● **HOW TO COMPLETE THIS TASK**:
Word for word, retype the first line of the records and every following line through the one containing "index, a spanning".

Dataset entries
================

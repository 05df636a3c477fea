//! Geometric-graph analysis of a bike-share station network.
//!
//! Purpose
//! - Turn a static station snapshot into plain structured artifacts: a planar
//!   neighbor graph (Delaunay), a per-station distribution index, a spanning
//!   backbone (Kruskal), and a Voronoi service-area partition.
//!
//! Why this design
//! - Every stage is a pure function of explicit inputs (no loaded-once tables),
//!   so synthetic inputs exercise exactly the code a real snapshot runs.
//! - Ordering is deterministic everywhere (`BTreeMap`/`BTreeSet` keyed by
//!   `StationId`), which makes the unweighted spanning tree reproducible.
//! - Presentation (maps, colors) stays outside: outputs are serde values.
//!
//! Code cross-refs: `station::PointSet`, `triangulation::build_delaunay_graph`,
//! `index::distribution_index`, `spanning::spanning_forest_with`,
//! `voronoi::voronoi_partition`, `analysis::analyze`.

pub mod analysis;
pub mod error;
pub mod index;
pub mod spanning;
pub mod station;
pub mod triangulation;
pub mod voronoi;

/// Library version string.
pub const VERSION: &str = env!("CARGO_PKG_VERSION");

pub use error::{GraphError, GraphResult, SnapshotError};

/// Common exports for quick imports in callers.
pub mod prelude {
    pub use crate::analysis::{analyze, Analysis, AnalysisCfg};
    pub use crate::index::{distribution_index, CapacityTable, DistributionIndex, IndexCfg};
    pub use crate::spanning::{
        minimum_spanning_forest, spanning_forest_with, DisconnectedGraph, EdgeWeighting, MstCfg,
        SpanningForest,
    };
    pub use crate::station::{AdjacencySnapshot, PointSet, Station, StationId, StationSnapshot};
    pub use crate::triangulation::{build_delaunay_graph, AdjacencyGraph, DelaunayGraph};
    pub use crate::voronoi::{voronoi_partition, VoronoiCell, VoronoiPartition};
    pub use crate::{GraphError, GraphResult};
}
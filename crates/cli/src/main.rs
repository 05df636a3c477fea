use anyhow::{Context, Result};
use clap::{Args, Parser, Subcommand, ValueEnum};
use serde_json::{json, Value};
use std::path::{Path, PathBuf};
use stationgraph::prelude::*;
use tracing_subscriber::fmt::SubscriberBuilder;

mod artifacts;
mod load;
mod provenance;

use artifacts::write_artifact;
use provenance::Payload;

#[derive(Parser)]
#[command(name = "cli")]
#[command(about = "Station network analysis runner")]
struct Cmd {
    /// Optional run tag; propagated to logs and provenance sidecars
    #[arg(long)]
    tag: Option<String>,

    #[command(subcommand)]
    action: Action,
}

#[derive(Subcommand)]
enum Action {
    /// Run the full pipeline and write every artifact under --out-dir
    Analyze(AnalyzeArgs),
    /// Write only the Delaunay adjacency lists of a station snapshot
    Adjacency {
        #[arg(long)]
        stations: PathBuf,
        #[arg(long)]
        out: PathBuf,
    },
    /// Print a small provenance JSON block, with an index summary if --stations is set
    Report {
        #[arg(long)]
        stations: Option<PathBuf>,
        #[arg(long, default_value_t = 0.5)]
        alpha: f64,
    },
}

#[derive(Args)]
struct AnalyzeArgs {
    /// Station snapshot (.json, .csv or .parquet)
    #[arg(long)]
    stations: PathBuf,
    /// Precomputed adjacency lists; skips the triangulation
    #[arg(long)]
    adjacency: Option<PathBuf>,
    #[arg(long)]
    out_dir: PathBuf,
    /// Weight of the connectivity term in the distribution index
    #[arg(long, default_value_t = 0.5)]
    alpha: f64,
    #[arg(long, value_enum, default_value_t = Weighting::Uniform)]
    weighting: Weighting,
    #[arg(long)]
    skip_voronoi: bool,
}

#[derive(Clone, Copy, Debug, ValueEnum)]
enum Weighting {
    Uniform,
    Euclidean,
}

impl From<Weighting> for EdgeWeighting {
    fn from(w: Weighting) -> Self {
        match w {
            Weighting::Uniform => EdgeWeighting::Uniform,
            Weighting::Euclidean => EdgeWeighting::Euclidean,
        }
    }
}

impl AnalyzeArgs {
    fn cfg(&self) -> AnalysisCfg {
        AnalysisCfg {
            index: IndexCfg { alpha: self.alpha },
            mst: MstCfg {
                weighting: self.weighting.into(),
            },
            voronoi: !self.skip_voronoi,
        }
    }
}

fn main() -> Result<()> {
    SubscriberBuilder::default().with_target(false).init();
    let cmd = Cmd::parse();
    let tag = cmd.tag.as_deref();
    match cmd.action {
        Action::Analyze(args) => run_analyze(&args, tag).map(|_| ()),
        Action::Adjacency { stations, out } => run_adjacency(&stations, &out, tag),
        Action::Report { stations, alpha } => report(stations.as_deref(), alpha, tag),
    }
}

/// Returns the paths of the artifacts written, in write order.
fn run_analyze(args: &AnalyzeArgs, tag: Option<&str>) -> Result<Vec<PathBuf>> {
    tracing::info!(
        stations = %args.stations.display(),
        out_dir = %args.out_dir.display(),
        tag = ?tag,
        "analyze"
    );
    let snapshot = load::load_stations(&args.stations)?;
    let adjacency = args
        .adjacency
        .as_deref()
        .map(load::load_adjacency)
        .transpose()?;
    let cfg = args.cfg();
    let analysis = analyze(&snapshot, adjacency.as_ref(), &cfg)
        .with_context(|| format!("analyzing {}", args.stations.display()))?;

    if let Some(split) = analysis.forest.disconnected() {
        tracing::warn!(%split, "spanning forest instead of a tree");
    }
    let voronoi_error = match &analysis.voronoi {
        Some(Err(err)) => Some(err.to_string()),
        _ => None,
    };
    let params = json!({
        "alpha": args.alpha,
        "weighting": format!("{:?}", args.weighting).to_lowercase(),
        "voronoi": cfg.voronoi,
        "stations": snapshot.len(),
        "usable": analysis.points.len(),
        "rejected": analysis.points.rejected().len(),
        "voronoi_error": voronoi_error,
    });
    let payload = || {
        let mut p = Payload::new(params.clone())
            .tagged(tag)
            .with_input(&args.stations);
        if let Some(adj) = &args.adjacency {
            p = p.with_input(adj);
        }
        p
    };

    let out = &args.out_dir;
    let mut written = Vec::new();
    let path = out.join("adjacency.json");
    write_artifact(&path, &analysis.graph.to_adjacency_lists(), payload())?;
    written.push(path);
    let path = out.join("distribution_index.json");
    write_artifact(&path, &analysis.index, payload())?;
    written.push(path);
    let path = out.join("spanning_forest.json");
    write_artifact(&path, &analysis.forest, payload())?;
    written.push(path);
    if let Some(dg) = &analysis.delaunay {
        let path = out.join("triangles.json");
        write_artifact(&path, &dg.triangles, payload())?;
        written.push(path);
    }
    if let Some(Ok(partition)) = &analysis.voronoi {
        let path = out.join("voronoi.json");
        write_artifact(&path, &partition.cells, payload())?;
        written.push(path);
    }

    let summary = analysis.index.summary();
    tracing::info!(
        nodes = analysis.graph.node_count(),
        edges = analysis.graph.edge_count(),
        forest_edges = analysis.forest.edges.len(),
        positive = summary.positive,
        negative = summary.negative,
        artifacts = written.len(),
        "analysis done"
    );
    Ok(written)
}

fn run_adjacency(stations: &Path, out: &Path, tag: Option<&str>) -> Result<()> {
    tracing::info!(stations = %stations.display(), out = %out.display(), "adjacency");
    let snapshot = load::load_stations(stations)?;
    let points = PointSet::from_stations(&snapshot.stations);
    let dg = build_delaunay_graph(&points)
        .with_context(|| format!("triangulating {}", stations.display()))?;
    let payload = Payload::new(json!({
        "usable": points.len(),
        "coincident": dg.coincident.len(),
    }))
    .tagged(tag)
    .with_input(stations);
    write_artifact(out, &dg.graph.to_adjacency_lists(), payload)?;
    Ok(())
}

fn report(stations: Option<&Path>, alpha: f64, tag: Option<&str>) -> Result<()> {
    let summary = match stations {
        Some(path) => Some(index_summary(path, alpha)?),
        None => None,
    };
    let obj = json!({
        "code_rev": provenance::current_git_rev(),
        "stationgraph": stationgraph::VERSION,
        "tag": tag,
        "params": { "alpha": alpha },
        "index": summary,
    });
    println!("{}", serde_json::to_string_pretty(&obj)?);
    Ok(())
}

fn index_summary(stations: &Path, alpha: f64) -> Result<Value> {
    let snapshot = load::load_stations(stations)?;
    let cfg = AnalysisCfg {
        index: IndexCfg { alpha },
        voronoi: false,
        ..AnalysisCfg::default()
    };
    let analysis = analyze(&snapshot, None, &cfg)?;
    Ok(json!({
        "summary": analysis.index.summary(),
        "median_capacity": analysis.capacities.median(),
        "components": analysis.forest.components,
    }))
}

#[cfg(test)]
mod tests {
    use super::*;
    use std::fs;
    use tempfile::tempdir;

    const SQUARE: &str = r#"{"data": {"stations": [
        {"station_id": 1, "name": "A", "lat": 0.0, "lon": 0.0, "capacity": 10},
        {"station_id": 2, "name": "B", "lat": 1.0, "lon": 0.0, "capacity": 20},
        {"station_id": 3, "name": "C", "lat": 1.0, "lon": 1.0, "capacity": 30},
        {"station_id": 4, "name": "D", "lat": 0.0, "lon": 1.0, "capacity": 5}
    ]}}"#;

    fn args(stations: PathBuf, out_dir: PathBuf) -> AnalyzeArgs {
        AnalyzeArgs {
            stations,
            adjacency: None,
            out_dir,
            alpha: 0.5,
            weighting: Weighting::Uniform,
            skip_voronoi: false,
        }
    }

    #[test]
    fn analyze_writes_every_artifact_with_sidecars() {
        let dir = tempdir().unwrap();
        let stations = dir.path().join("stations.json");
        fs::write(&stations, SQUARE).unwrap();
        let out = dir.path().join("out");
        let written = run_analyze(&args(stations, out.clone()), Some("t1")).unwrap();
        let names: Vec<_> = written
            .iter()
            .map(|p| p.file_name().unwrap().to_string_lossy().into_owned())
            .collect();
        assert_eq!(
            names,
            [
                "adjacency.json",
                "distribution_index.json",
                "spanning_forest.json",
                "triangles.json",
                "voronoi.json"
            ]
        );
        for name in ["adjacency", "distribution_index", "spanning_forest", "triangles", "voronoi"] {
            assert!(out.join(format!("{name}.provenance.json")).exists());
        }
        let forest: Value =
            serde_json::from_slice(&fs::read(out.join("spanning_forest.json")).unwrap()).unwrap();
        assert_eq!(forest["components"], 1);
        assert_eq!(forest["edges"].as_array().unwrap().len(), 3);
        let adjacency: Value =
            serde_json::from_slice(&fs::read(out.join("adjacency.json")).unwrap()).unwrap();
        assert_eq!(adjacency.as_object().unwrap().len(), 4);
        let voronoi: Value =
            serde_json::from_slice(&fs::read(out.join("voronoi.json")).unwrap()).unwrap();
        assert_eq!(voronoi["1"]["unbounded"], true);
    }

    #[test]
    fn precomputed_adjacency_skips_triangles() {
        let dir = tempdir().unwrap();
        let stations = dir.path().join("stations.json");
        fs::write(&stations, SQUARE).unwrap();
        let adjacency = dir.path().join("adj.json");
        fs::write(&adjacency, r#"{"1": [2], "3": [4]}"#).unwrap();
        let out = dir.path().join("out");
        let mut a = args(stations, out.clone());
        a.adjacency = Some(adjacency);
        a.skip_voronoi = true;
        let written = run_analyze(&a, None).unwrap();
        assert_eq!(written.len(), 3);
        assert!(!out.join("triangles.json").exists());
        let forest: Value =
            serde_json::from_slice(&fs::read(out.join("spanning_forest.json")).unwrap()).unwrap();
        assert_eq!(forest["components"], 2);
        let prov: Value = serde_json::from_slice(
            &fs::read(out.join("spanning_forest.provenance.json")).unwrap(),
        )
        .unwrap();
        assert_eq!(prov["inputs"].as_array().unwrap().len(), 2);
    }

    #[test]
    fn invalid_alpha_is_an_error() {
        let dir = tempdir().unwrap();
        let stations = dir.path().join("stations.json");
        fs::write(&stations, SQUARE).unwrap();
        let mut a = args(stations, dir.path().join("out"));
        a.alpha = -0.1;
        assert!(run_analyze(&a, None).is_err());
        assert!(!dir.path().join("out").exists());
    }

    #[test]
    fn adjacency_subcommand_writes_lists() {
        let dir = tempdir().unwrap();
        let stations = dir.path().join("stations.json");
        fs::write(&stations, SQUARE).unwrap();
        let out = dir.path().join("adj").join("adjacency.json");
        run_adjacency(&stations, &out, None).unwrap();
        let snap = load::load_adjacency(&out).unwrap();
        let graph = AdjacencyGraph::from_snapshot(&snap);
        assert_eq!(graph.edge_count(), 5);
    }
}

================

● **WRITTEN SOLUTION**:
repository 05df636a3c477fea
//! Geometric-graph analysis of a bike-share station network.
//!
//! Purpose
//! - Turn a static station snapshot into plain structured artifacts: a planar
//!   neighbor graph (Delaunay), a per-station distribution index, a spanning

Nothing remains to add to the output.